Problem to solve =>
Show every line of the data that contains the string "concurrently".
START Material for this task
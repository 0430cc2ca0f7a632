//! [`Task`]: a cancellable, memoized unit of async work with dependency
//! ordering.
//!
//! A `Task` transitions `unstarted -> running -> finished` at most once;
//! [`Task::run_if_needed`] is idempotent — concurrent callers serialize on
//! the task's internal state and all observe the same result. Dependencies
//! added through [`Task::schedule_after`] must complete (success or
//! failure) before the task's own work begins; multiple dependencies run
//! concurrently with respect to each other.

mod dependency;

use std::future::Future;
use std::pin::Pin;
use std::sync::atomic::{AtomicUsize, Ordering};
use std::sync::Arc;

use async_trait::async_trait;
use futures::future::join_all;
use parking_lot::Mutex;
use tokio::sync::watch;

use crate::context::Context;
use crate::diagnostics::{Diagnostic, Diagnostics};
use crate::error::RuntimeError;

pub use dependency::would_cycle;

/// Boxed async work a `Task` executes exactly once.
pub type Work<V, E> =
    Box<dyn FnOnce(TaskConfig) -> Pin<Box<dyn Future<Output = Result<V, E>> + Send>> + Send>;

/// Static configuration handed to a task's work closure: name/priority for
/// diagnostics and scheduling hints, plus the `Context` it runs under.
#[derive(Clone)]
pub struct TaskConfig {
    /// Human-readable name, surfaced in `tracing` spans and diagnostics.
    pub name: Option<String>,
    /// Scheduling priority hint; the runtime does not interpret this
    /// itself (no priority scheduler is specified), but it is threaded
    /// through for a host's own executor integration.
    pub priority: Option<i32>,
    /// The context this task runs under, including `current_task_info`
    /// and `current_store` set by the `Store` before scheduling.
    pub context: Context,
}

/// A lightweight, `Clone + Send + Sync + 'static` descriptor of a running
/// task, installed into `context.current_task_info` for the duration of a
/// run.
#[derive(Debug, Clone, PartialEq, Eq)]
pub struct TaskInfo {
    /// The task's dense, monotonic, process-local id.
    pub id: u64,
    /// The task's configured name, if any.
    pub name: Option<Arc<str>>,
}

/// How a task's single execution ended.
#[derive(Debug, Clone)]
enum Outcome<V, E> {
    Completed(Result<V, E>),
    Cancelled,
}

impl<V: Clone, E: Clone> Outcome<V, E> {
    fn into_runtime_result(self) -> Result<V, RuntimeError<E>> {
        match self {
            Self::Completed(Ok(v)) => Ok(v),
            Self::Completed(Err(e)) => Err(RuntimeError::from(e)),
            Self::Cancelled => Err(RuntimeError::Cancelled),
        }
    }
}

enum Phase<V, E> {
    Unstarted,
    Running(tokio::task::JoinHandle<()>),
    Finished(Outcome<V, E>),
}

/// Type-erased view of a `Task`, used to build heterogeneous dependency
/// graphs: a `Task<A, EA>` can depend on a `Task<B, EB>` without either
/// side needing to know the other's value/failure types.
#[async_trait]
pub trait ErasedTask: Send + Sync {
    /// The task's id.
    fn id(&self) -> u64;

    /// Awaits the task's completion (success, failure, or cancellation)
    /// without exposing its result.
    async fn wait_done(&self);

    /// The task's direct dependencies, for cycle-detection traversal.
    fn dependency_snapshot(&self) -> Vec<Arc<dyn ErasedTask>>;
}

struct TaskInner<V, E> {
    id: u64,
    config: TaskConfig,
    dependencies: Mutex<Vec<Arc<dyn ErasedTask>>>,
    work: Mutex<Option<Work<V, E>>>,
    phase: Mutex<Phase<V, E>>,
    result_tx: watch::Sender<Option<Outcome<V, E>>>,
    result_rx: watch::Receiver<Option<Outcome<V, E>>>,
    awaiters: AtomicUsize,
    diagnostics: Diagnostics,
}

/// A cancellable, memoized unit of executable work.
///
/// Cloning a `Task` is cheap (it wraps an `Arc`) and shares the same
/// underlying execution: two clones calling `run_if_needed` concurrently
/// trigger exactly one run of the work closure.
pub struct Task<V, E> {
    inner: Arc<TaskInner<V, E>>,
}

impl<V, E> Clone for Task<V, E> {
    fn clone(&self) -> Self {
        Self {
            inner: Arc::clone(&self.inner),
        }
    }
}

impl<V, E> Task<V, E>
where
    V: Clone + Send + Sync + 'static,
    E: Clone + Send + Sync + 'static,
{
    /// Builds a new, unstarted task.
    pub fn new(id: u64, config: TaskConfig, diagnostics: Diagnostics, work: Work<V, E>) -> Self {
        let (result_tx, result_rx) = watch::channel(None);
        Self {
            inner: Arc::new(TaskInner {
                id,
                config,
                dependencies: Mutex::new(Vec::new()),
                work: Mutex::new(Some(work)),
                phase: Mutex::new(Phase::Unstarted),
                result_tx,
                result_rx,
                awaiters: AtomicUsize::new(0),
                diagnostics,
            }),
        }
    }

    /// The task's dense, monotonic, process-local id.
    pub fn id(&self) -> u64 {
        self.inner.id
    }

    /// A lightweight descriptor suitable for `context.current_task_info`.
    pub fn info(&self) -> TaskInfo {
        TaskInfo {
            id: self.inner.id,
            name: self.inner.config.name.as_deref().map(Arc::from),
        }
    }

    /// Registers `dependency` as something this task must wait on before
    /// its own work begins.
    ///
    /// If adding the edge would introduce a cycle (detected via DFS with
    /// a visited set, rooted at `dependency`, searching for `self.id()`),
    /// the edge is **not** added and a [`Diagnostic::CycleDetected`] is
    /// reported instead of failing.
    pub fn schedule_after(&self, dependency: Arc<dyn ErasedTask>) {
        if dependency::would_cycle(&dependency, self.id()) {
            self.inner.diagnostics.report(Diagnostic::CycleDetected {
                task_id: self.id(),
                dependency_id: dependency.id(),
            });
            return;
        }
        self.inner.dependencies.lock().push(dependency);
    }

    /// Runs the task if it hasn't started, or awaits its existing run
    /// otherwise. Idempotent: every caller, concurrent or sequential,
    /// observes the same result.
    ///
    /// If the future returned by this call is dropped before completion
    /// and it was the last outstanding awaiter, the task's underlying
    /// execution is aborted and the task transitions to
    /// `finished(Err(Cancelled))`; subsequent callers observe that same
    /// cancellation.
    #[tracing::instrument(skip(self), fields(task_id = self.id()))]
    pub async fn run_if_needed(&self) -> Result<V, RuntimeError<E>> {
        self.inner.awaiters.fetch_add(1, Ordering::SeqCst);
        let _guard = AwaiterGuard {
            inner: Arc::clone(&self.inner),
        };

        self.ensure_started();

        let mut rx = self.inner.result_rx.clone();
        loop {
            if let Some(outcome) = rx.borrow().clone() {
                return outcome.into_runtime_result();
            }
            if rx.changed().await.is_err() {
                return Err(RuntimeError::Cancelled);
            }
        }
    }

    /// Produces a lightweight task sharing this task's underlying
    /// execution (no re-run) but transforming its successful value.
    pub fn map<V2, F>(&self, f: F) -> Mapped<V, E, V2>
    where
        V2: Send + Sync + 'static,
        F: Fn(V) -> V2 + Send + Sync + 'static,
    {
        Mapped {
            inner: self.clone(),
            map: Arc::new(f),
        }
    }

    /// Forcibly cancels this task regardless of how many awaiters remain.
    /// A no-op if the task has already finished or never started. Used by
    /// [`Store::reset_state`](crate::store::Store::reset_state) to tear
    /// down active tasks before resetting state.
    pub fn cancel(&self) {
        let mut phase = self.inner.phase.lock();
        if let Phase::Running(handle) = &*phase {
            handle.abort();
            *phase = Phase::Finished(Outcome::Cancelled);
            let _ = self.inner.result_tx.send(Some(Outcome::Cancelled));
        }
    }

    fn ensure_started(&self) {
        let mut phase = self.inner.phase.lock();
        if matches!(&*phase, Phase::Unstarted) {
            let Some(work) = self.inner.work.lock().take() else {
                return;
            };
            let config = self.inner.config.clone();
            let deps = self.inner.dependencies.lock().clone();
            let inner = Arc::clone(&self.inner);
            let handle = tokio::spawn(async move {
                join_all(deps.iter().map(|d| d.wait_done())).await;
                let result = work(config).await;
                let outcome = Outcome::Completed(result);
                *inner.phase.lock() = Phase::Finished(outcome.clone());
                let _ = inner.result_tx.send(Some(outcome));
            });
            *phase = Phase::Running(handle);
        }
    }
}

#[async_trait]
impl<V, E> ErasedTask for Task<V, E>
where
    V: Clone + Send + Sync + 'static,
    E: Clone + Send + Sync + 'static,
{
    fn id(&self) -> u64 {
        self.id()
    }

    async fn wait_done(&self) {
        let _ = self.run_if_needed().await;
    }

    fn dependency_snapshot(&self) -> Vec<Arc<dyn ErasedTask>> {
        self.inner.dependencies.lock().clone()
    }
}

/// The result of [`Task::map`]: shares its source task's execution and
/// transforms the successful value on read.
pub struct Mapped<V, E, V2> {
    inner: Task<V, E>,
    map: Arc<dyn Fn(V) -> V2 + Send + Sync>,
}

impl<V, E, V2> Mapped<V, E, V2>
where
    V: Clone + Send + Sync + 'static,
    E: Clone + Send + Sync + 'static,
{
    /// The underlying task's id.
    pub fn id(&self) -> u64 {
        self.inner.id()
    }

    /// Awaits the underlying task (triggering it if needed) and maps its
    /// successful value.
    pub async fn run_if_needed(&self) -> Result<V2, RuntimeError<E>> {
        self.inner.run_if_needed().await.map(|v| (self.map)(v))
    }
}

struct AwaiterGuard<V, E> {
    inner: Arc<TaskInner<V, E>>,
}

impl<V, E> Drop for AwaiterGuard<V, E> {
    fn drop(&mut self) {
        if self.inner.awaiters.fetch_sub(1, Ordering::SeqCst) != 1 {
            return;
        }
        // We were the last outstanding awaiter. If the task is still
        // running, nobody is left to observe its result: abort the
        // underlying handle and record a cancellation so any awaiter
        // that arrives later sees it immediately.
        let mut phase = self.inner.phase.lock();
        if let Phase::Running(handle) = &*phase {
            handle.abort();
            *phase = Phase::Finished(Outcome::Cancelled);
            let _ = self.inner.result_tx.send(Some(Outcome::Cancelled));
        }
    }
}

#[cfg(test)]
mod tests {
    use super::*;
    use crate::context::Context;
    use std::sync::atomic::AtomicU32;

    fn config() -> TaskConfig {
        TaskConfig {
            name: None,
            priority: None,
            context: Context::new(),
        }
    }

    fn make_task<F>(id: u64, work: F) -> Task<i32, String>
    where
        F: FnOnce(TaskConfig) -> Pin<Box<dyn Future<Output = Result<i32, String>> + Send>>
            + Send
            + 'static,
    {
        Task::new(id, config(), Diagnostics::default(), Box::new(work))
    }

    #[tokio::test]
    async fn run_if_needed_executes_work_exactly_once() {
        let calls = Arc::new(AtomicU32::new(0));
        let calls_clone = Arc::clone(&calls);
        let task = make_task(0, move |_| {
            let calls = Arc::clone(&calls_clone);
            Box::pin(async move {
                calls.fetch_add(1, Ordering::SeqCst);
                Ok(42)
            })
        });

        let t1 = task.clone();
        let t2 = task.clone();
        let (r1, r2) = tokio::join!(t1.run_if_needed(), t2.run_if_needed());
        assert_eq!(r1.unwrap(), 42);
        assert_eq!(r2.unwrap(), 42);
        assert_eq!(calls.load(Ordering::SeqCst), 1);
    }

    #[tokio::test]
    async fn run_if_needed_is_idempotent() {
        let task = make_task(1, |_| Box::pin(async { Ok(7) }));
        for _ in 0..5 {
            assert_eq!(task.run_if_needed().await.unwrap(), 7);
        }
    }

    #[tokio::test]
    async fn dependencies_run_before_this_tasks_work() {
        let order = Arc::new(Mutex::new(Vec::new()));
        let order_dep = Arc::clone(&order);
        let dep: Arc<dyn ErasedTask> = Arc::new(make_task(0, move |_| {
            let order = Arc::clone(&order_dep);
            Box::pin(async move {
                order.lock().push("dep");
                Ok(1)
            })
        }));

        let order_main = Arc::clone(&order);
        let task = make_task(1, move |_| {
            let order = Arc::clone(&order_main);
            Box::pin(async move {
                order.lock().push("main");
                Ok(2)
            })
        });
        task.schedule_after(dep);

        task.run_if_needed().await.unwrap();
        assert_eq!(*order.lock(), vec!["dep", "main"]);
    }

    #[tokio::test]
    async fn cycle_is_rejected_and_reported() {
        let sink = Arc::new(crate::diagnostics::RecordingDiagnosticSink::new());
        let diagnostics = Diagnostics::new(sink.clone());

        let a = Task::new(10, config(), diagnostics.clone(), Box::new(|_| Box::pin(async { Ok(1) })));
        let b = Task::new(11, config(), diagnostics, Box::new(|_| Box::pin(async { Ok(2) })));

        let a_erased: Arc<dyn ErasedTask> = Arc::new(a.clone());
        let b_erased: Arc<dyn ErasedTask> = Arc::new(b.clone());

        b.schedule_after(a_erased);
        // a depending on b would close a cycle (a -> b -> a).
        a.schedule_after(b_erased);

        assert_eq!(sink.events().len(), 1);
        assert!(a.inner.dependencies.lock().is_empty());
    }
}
END Material for this task
Answer space =>
//! concurrently with respect to each other.
/// underlying execution: two clones calling `run_if_needed` concurrently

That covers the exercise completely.